Hoffnung setzt Schwitzer nun - nachdem eine zweistündige Verhandlungsrunde mit Heinold ergebnislos verlief - auf das für Dienstag geplante neue Treffen. Zugleich stelle die DBB-Chefin klar, dass sie "als Abnickerin für Sparmaßnahmen zulasten der Beamten" nicht zur Verfügung stehe. Der Hinweis von Heinold, im Haushalt seien nur Tarifsteigerungen von 1,5 Prozent eingeplant, sei ein Witz. "Man musste kein Prophet sein um zu wissen, so geht das nicht vom Verhandlungstisch". Zumal die Erwartungen der Mitglieder hoch seien, "weil sie schon viele Sparrunden hinter sich haben", so Schwitzer.

Warnung vor Qualitätsverlust

Schützenhilfe erhielt sie von Harm Thiessen von der Steuergewerkschaft, der davor warnte, Beamte weiter zu demotivieren und zu frustrieren. Er erinnerte Heinold daran, dass derjenige, der an der Einnahmeverwaltung spart, auch an den Einnahmen spart". Die Qualität der Arbeit werde leiden, wenn die Beamten weiterhin den Eindruck haben, ihre Arbeit werde nicht wertgeschätzt.

Nach Ansicht der CDU-Fraktion hat Heinold sehr wohl Geld genug in der Kasse, um den Tarifabschluss für die Beamten zu übernehmen.

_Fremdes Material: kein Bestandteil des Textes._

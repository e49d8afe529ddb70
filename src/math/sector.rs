use serde::{Deserialize, Serialize};
use std::fmt;

/// A geographic location in degrees.
///
/// Also used for angular deltas, e.g. the tile size of a level.
#[derive(Copy, Clone, Debug, Default, PartialEq, Serialize, Deserialize)]
pub struct Location {
    pub latitude: f64,
    pub longitude: f64,
}

impl Location {
    pub const fn new(latitude: f64, longitude: f64) -> Self {
        Self {
            latitude,
            longitude,
        }
    }
}

impl fmt::Display for Location {
    fn fmt(&self, f: &mut fmt::Formatter<'_>) -> fmt::Result {
        write!(f, "({}°, {}°)", self.latitude, self.longitude)
    }
}

/// A closed latitude/longitude rectangle in degrees.
///
/// Sectors never wrap around the antimeridian, the minimum longitude is always
/// smaller than or equal to the maximum longitude.
#[derive(Copy, Clone, Debug, PartialEq, Serialize, Deserialize)]
pub struct Sector {
    min_latitude: f64,
    max_latitude: f64,
    min_longitude: f64,
    max_longitude: f64,
}

impl Default for Sector {
    fn default() -> Self {
        Self::full_sphere()
    }
}

impl Sector {
    /// Creates a new sector from its bounds in degrees.
    ///
    /// # Panics
    /// Panics if a bound is not finite or a minimum exceeds its maximum.
    pub fn new(min_latitude: f64, max_latitude: f64, min_longitude: f64, max_longitude: f64) -> Self {
        assert!(
            min_latitude.is_finite()
                && max_latitude.is_finite()
                && min_longitude.is_finite()
                && max_longitude.is_finite(),
            "Sector bounds must be finite."
        );
        assert!(
            min_latitude <= max_latitude && min_longitude <= max_longitude,
            "Sector minimum exceeds maximum: [{min_latitude}, {max_latitude}] x [{min_longitude}, {max_longitude}]."
        );

        Self {
            min_latitude,
            max_latitude,
            min_longitude,
            max_longitude,
        }
    }

    pub const fn full_sphere() -> Self {
        Self {
            min_latitude: -90.0,
            max_latitude: 90.0,
            min_longitude: -180.0,
            max_longitude: 180.0,
        }
    }

    pub fn min_latitude(&self) -> f64 {
        self.min_latitude
    }

    pub fn max_latitude(&self) -> f64 {
        self.max_latitude
    }

    pub fn min_longitude(&self) -> f64 {
        self.min_longitude
    }

    pub fn max_longitude(&self) -> f64 {
        self.max_longitude
    }

    pub fn delta_latitude(&self) -> f64 {
        self.max_latitude - self.min_latitude
    }

    pub fn delta_longitude(&self) -> f64 {
        self.max_longitude - self.min_longitude
    }

    pub fn centroid(&self) -> Location {
        Location::new(
            0.5 * (self.min_latitude + self.max_latitude),
            0.5 * (self.min_longitude + self.max_longitude),
        )
    }

    /// The corners in the order south west, south east, north west, north east.
    pub fn corners(&self) -> [Location; 4] {
        [
            Location::new(self.min_latitude, self.min_longitude),
            Location::new(self.min_latitude, self.max_longitude),
            Location::new(self.max_latitude, self.min_longitude),
            Location::new(self.max_latitude, self.max_longitude),
        ]
    }

    pub fn contains(&self, latitude: f64, longitude: f64) -> bool {
        latitude >= self.min_latitude
            && latitude <= self.max_latitude
            && longitude >= self.min_longitude
            && longitude <= self.max_longitude
    }

    /// Whether the two closed rectangles share at least one point.
    /// Sectors touching only along an edge or a corner do intersect.
    pub fn intersects(&self, other: &Sector) -> bool {
        self.min_latitude <= other.max_latitude
            && self.max_latitude >= other.min_latitude
            && self.min_longitude <= other.max_longitude
            && self.max_longitude >= other.min_longitude
    }

    /// Whether the two sectors share a region of non-zero area.
    pub fn overlaps(&self, other: &Sector) -> bool {
        self.min_latitude < other.max_latitude
            && self.max_latitude > other.min_latitude
            && self.min_longitude < other.max_longitude
            && self.max_longitude > other.min_longitude
    }

    pub fn intersection(&self, other: &Sector) -> Option<Sector> {
        self.intersects(other).then(|| Sector {
            min_latitude: self.min_latitude.max(other.min_latitude),
            max_latitude: self.max_latitude.min(other.max_latitude),
            min_longitude: self.min_longitude.max(other.min_longitude),
            max_longitude: self.max_longitude.min(other.max_longitude),
        })
    }

    pub fn union(&self, other: &Sector) -> Sector {
        Sector {
            min_latitude: self.min_latitude.min(other.min_latitude),
            max_latitude: self.max_latitude.max(other.max_latitude),
            min_longitude: self.min_longitude.min(other.min_longitude),
            max_longitude: self.max_longitude.max(other.max_longitude),
        }
    }

    /// Splits the sector at its centroid into the quadrants
    /// south west, south east, north west and north east.
    pub fn subdivide(&self) -> [Sector; 4] {
        let Location {
            latitude: mid_latitude,
            longitude: mid_longitude,
        } = self.centroid();

        [
            Sector::new(self.min_latitude, mid_latitude, self.min_longitude, mid_longitude),
            Sector::new(self.min_latitude, mid_latitude, mid_longitude, self.max_longitude),
            Sector::new(mid_latitude, self.max_latitude, self.min_longitude, mid_longitude),
            Sector::new(mid_latitude, self.max_latitude, mid_longitude, self.max_longitude),
        ]
    }
}

impl fmt::Display for Sector {
    fn fmt(&self, f: &mut fmt::Formatter<'_>) -> fmt::Result {
        write!(
            f,
            "[{}°, {}°] x [{}°, {}°]",
            self.min_latitude, self.max_latitude, self.min_longitude, self.max_longitude
        )
    }
}

#[cfg(test)]
mod tests {
    use super::*;
    use rand::Rng;

    #[test]
    fn subdivision_reproduces_parent() {
        let mut rng = rand::rng();

        for _ in 0..100 {
            let min_latitude = rng.random_range(-90.0..89.0);
            let max_latitude = rng.random_range(min_latitude..90.0);
            let min_longitude = rng.random_range(-180.0..179.0);
            let max_longitude = rng.random_range(min_longitude..180.0);
            let sector = Sector::new(min_latitude, max_latitude, min_longitude, max_longitude);

            let [sw, se, nw, ne] = sector.subdivide();
            assert_eq!(sw.union(&se).union(&nw).union(&ne), sector);

            // neighbouring quadrants share edges but no area
            assert!(sw.intersects(&se) && !sw.overlaps(&se));
            assert!(sw.intersects(&ne) && !sw.overlaps(&ne));
            assert!(nw.intersects(&se) && !nw.overlaps(&se));
            assert_eq!(sw.max_latitude(), nw.min_latitude());
            assert_eq!(sw.max_longitude(), se.min_longitude());
        }
    }

    #[test]
    fn closed_intersection() {
        let a = Sector::new(0.0, 10.0, 0.0, 10.0);
        let b = Sector::new(10.0, 20.0, 5.0, 15.0);
        let c = Sector::new(10.5, 20.0, 5.0, 15.0);

        assert!(a.intersects(&b));
        assert!(!a.overlaps(&b));
        assert!(!a.intersects(&c));
        assert_eq!(a.intersection(&b), Some(Sector::new(10.0, 10.0, 5.0, 10.0)));
        assert_eq!(a.intersection(&c), None);
    }

    #[test]
    fn antimeridian_sectors_do_not_wrap() {
        let west = Sector::new(-10.0, 10.0, -180.0, -170.0);
        let east = Sector::new(-10.0, 10.0, 170.0, 180.0);

        assert!(!west.intersects(&east));
        assert_eq!(west.union(&east).delta_longitude(), 360.0);
    }

    #[test]
    #[should_panic]
    fn inverted_sector_is_rejected() {
        Sector::new(10.0, 0.0, 0.0, 10.0);
    }
}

Im Personaletat seien 2012 knapp 24 Millionen der veranschlagten 3,469 Milliarden Euro nicht ausgegeben worden. Trotzdem sei der Ansatz für 2013 um weitere 60 Millionen angehoben worden. Es sei also eine Reserve von 84 Millionen Euro vorhanden. Jedes Prozent Gehaltserhöhung kostet laut Ministerium 30 Millionen Euro. "Statt die Beamten fair zu entlohnen, will Heinold lieber Geld für teuere Wahlgeschenke kurz vor der Bundestagswahl aufheben", vermutet CDU-Finanzexperte Tobias Koch. "Das Verhalten der Ministerin ist unanständig, wenn sie und die Dänen-Ampel nun den Beamten die Anpassung der Besoldung verweigern", sagte auch FDP-Fraktionschef Wolfgang Kubicki. Er habe den Eindruck, das Heinold mit ihren Aufgaben "heillos überfordert" sei.